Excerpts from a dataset
___

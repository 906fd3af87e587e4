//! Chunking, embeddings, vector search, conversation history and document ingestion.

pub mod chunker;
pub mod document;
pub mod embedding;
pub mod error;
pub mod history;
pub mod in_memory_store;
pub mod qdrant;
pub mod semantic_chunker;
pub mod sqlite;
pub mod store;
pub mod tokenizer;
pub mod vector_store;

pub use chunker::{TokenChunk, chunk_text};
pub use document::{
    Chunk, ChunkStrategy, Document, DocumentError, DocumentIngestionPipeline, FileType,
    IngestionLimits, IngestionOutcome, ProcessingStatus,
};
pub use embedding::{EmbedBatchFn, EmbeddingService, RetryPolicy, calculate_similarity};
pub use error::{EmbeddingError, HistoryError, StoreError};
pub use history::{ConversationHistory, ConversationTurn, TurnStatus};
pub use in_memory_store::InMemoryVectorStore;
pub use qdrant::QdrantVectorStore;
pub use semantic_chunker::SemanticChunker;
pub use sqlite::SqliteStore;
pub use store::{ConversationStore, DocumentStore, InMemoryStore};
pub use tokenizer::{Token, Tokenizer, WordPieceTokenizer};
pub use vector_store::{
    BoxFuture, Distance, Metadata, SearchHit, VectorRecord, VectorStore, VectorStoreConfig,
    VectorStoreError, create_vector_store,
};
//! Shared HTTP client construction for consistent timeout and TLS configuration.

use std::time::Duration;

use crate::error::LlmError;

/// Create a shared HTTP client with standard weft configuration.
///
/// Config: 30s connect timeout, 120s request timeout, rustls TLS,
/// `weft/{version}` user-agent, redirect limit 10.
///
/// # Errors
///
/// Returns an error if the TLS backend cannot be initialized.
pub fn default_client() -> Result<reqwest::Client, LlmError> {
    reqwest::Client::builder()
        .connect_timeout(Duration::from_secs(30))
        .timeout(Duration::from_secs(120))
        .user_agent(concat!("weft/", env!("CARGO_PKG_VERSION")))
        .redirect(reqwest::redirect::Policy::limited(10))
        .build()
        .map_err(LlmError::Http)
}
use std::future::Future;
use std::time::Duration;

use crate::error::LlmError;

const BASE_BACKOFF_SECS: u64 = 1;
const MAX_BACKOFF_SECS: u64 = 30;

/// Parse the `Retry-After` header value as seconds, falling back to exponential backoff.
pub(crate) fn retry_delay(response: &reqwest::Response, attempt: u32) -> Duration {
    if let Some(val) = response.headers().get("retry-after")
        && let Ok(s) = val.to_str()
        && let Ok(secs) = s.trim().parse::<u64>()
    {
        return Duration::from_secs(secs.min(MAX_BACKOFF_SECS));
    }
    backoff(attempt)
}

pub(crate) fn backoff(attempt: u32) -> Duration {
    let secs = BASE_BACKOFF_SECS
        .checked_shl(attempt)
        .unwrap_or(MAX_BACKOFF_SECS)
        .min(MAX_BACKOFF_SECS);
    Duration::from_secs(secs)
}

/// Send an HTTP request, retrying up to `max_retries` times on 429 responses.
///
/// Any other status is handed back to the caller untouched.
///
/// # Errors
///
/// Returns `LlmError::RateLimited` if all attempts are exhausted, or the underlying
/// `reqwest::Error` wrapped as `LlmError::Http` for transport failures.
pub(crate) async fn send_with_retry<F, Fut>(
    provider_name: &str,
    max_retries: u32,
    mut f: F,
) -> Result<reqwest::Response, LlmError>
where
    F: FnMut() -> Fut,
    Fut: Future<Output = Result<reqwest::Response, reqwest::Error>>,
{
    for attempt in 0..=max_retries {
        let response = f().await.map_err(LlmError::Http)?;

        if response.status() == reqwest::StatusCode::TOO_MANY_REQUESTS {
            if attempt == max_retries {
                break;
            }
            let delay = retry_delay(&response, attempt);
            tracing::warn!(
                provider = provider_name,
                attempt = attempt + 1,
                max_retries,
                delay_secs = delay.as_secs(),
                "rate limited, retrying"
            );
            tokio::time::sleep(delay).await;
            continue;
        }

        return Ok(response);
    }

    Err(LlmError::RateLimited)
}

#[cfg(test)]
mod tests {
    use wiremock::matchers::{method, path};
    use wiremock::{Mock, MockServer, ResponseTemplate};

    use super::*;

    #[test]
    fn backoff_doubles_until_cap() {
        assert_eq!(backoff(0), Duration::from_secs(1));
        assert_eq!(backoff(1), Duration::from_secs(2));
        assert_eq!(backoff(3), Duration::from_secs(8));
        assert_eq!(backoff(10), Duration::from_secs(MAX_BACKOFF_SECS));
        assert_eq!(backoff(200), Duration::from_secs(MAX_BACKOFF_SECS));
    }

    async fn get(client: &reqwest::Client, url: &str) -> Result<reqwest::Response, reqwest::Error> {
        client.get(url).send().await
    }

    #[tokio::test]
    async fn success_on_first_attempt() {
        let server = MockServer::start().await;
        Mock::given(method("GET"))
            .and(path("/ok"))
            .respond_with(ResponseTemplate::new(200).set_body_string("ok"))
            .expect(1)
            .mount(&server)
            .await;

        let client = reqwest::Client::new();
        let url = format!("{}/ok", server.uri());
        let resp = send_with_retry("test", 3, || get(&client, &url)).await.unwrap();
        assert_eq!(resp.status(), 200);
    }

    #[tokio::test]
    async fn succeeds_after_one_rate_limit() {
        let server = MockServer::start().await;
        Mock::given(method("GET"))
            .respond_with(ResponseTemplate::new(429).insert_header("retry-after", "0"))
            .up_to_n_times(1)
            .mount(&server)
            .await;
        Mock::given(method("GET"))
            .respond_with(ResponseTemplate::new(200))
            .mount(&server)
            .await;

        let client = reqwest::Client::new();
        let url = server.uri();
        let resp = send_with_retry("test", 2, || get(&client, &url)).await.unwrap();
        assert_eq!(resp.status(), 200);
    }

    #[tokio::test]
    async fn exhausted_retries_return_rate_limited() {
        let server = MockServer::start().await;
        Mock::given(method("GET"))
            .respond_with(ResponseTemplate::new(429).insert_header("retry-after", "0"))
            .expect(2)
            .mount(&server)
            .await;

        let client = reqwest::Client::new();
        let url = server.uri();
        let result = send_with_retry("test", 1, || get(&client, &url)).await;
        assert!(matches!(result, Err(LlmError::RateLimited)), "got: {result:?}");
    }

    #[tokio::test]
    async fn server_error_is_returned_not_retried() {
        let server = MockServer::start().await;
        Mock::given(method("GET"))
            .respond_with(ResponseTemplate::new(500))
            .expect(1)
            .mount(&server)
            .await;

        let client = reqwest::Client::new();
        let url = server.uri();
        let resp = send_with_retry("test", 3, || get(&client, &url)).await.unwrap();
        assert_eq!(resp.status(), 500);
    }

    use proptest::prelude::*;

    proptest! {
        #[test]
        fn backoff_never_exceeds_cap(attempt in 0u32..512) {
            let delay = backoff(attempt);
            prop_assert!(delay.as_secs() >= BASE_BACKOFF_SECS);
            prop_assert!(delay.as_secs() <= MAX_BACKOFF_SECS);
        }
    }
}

___

■ DIRECTIONS:
Write out every entry again, exactly as it appears.

■ REPLY:
repository 906fd3af87e587e4
//! Chunking, embeddings, vector search, conversation history and document ingestion.

pub mod chunker;
pub mod document;
pub mod embedding;
pub mod error;
pub mod history;
pub mod in_memory_store;
pub mod qdrant;
pub mod semantic_chunker;
pub mod sqlite;
pub mod store;
pub mod tokenizer;
pub mod vector_store;

pub use chunker::{TokenChunk, chunk_text};
pub use document::{
    Chunk, ChunkStrategy, Document, DocumentError, DocumentIngestionPipeline, FileType,
    IngestionLimits, IngestionOutcome, ProcessingStatus,
};
pub use embedding::{EmbedBatchFn, EmbeddingService, RetryPolicy, calculate_similarity};
pub use error::{EmbeddingError, HistoryError, StoreError};
pub use history::{ConversationHistory, ConversationTurn, TurnStatus};
pub use in_memory_store::InMemoryVectorStore;
pub use qdrant::QdrantVectorStore;
pub use semantic_chunker::SemanticChunker;
pub use sqlite::SqliteStore;
pub use store::{ConversationStore, DocumentStore, InMemoryStore};
pub use tokenizer::{Token, Tokenizer, WordPieceTokenizer};
pub use vector_store::{
    BoxFuture, Distance, Metadata, SearchHit, VectorRecord, VectorStore, VectorStoreConfig,
    VectorStoreError, create_vector_store,
};
//! Shared HTTP client construction for consistent timeout and TLS configuration.

use std::time::Duration;

use crate::error::LlmError;

/// Create a shared HTTP client with standard weft configuration.
///
/// Config: 30s connect timeout, 120s request timeout, rustls TLS,
/// `weft/{version}` user-agent, redirect limit 10.
///
/// # Errors
///
/// Returns an error if the TLS backend cannot be initialized.
pub fn default_client() -> Result<reqwest::Client, LlmError> {
    reqwest::Client::builder()
        .connect_timeout(Duration::from_secs(30))
        .timeout(Duration::from_secs(120))
        .user_agent(concat!("weft/", env!("CARGO_PKG_VERSION")))
        .redirect(reqwest::redirect::Policy::limited(10))
        .build()
        .map_err(LlmError::Http)
}
use std::future::Future;
use std::time::Duration;

use crate::error::LlmError;

const BASE_BACKOFF_SECS: u64 = 1;
const MAX_BACKOFF_SECS: u64 = 30;

/// Parse the `Retry-After` header value as seconds, falling back to exponential backoff.
pub(crate) fn retry_delay(response: &reqwest::Response, attempt: u32) -> Duration {
    if let Some(val) = response.headers().get("retry-after")
        && let Ok(s) = val.to_str()
        && let Ok(secs) = s.trim().parse::<u64>()
    {
        return Duration::from_secs(secs.min(MAX_BACKOFF_SECS));
    }
    backoff(attempt)
}

pub(crate) fn backoff(attempt: u32) -> Duration {
    let secs = BASE_BACKOFF_SECS
        .checked_shl(attempt)
        .unwrap_or(MAX_BACKOFF_SECS)
        .min(MAX_BACKOFF_SECS);
    Duration::from_secs(secs)
}

/// Send an HTTP request, retrying up to `max_retries` times on 429 responses.
///
/// Any other status is handed back to the caller untouched.
///
/// # Errors
///
/// Returns `LlmError::RateLimited` if all attempts are exhausted, or the underlying
/// `reqwest::Error` wrapped as `LlmError::Http` for transport failures.
pub(crate) async fn send_with_retry<F, Fut>(
    provider_name: &str,
    max_retries: u32,
    mut f: F,
) -> Result<reqwest::Response, LlmError>
where
    F: FnMut() -> Fut,
    Fut: Future<Output = Result<reqwest::Response, reqwest::Error>>,
{
    for attempt in 0..=max_retries {
        let response = f().await.map_err(LlmError::Http)?;

        if response.status() == reqwest::StatusCode::TOO_MANY_REQUESTS {
            if attempt == max_retries {
                break;
            }
            let delay = retry_delay(&response, attempt);
            tracing::warn!(
                provider = provider_name,
                attempt = attempt + 1,
                max_retries,
                delay_secs = delay.as_secs(),
                "rate limited, retrying"
            );
            tokio::time::sleep(delay).await;
            continue;
        }

        return Ok(response);
    }

    Err(LlmError::RateLimited)
}

#[cfg(test)]
mod tests {
    use wiremock::matchers::{method, path};
    use wiremock::{Mock, MockServer, ResponseTemplate};

    use super::*;

    #[test]
    fn backoff_doubles_until_cap() {
        assert_eq!(backoff(0), Duration::from_secs(1));
        assert_eq!(backoff(1), Duration::from_secs(2));
        assert_eq!(backoff(3), Duration::from_secs(8));
        assert_eq!(backoff(10), Duration::from_secs(MAX_BACKOFF_SECS));
        assert_eq!(backoff(200), Duration::from_secs(MAX_BACKOFF_SECS));
    }

    async fn get(client: &reqwest::Client, url: &str) -> Result<reqwest::Response, reqwest::Error> {
        client.get(url).send().await
    }

    #[tokio::test]
    async fn success_on_first_attempt() {
        let server = MockServer::start().await;
        Mock::given(method("GET"))
            .and(path("/ok"))
            .respond_with(ResponseTemplate::new(200).set_body_string("ok"))
            .expect(1)
            .mount(&server)
            .await;

        let client = reqwest::Client::new();
        let url = format!("{}/ok", server.uri());
        let resp = send_with_retry("test", 3, || get(&client, &url)).await.unwrap();
        assert_eq!(resp.status(), 200);
    }

    #[tokio::test]
    async fn succeeds_after_one_rate_limit() {
        let server = MockServer::start().await;
        Mock::given(method("GET"))
            .respond_with(ResponseTemplate::new(429).insert_header("retry-after", "0"))
            .up_to_n_times(1)
            .mount(&server)
            .await;
        Mock::given(method("GET"))
            .respond_with(ResponseTemplate::new(200))
            .mount(&server)
            .await;

        let client = reqwest::Client::new();
        let url = server.uri();
        let resp = send_with_retry("test", 2, || get(&client, &url)).await.unwrap();
        assert_eq!(resp.status(), 200);
    }

    #[tokio::test]
    async fn exhausted_retries_return_rate_limited() {
        let server = MockServer::start().await;
        Mock::given(method("GET"))
            .respond_with(ResponseTemplate::new(429).insert_header("retry-after", "0"))
            .expect(2)
            .mount(&server)
            .await;

        let client = reqwest::Client::new();
        let url = server.uri();
        let result = send_with_retry("test", 1, || get(&client, &url)).await;
        assert!(matches!(result, Err(LlmError::RateLimited)), "got: {result:?}");
    }

    #[tokio::test]
    async fn server_error_is_returned_not_retried() {
        let server = MockServer::start().await;
        Mock::given(method("GET"))
            .respond_with(ResponseTemplate::new(500))
            .expect(1)
            .mount(&server)
            .await;

        let client = reqwest::Client::new();
        let url = server.uri();
        let resp = send_with_retry("test", 3, || get(&client, &url)).await.unwrap();
        assert_eq!(resp.status(), 500);
    }

    use proptest::prelude::*;

    proptest! {
        #[test]
        fn backoff_never_exceeds_cap(attempt in 0u32..512) {
            let delay = backoff(attempt);
            prop_assert!(delay.as_secs() >= BASE_BACKOFF_SECS);
            prop_assert!(delay.as_secs() <= MAX_BACKOFF_SECS);
        }
    }
}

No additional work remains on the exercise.